(Work item):
Set down word for word each line from the start of the listing through the line that contains "or a feature", both included.

(Information shown):
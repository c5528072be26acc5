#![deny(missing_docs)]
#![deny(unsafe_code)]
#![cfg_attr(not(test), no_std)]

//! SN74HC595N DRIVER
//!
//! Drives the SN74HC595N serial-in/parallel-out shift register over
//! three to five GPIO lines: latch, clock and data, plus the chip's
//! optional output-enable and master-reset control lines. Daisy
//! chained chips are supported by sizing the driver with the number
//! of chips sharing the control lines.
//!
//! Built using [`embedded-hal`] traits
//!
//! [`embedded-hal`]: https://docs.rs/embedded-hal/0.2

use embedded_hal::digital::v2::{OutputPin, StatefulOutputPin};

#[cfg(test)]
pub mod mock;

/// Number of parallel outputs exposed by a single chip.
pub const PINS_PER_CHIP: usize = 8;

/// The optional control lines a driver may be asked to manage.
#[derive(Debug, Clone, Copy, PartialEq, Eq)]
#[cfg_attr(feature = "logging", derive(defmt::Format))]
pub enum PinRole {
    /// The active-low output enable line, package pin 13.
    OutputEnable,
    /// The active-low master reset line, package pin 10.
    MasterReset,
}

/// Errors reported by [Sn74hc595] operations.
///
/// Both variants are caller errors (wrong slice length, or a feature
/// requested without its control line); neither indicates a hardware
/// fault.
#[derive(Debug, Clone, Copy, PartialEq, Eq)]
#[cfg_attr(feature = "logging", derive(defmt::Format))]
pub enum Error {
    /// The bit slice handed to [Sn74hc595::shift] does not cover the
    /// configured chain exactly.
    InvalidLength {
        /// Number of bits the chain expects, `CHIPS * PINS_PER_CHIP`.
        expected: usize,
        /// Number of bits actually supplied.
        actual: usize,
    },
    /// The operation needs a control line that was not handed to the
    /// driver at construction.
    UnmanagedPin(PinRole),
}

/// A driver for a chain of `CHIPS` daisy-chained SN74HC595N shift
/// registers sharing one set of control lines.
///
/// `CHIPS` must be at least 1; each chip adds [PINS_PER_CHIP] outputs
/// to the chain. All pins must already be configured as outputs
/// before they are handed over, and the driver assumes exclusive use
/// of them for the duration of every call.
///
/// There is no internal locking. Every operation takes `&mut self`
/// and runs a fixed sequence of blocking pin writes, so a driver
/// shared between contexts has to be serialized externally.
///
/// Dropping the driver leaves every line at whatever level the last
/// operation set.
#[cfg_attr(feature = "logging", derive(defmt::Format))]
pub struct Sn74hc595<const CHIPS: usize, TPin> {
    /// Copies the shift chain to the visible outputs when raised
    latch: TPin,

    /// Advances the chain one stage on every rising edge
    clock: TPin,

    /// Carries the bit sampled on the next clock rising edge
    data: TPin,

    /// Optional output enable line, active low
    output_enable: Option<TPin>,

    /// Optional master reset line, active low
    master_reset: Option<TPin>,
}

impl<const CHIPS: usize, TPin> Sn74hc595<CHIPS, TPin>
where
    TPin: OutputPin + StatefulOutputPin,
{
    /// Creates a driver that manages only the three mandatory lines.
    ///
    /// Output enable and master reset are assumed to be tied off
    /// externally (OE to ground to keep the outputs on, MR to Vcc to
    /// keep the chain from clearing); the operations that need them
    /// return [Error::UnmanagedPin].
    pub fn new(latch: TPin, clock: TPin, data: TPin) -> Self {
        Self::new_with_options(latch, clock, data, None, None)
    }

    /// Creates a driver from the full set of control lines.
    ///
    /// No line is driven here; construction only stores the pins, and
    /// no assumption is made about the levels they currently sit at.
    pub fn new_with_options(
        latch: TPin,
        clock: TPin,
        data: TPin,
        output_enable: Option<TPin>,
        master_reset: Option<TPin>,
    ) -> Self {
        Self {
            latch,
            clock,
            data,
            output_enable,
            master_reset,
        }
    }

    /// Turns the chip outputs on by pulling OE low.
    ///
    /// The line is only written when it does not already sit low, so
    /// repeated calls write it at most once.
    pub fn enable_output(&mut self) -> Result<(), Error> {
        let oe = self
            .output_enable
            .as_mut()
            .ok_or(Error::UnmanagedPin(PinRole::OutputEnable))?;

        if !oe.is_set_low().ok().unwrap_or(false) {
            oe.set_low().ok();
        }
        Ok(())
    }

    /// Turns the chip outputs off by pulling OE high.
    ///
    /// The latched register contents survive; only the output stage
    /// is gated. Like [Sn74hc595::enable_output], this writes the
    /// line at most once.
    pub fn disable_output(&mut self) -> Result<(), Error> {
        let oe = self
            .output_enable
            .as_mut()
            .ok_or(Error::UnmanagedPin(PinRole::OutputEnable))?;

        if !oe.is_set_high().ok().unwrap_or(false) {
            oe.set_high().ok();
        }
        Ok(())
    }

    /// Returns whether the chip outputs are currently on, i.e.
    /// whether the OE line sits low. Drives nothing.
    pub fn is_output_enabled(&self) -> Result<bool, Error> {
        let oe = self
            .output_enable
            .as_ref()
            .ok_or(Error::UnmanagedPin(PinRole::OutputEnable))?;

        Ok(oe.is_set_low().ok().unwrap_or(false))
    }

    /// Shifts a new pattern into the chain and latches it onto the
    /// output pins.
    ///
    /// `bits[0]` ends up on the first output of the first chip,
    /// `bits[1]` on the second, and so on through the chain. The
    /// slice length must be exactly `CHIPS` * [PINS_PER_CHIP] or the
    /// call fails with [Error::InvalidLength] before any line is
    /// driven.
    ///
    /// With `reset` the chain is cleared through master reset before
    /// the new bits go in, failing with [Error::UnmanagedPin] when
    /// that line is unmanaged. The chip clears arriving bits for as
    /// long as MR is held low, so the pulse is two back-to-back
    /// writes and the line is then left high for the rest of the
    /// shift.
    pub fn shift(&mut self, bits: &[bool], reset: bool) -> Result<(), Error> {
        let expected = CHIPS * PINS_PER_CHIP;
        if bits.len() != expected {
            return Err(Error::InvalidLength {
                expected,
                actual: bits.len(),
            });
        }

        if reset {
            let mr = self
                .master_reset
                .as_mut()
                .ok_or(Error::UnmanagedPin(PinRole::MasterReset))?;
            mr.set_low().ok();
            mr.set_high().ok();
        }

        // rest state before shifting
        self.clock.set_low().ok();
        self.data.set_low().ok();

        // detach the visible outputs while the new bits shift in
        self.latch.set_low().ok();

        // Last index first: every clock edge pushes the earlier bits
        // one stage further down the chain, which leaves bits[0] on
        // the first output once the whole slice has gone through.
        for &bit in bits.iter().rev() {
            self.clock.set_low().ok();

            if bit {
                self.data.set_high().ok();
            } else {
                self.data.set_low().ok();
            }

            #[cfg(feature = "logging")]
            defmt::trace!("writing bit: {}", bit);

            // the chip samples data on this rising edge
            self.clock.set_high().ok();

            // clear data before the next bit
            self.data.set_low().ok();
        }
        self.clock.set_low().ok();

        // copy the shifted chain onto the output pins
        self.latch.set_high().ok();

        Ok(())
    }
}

(Result):
repository c5528072be26acc5
#![deny(missing_docs)]
#![deny(unsafe_code)]
#![cfg_attr(not(test), no_std)]

//! SN74HC595N DRIVER
//!
//! Drives the SN74HC595N serial-in/parallel-out shift register over
//! three to five GPIO lines: latch, clock and data, plus the chip's
//! optional output-enable and master-reset control lines. Daisy
//! chained chips are supported by sizing the driver with the number
//! of chips sharing the control lines.
//!
//! Built using [`embedded-hal`] traits
//!
//! [`embedded-hal`]: https://docs.rs/embedded-hal/0.2

use embedded_hal::digital::v2::{OutputPin, StatefulOutputPin};

#[cfg(test)]
pub mod mock;

/// Number of parallel outputs exposed by a single chip.
pub const PINS_PER_CHIP: usize = 8;

/// The optional control lines a driver may be asked to manage.
#[derive(Debug, Clone, Copy, PartialEq, Eq)]
#[cfg_attr(feature = "logging", derive(defmt::Format))]
pub enum PinRole {
    /// The active-low output enable line, package pin 13.
    OutputEnable,
    /// The active-low master reset line, package pin 10.
    MasterReset,
}

/// Errors reported by [Sn74hc595] operations.
///
/// Both variants are caller errors (wrong slice length, or a feature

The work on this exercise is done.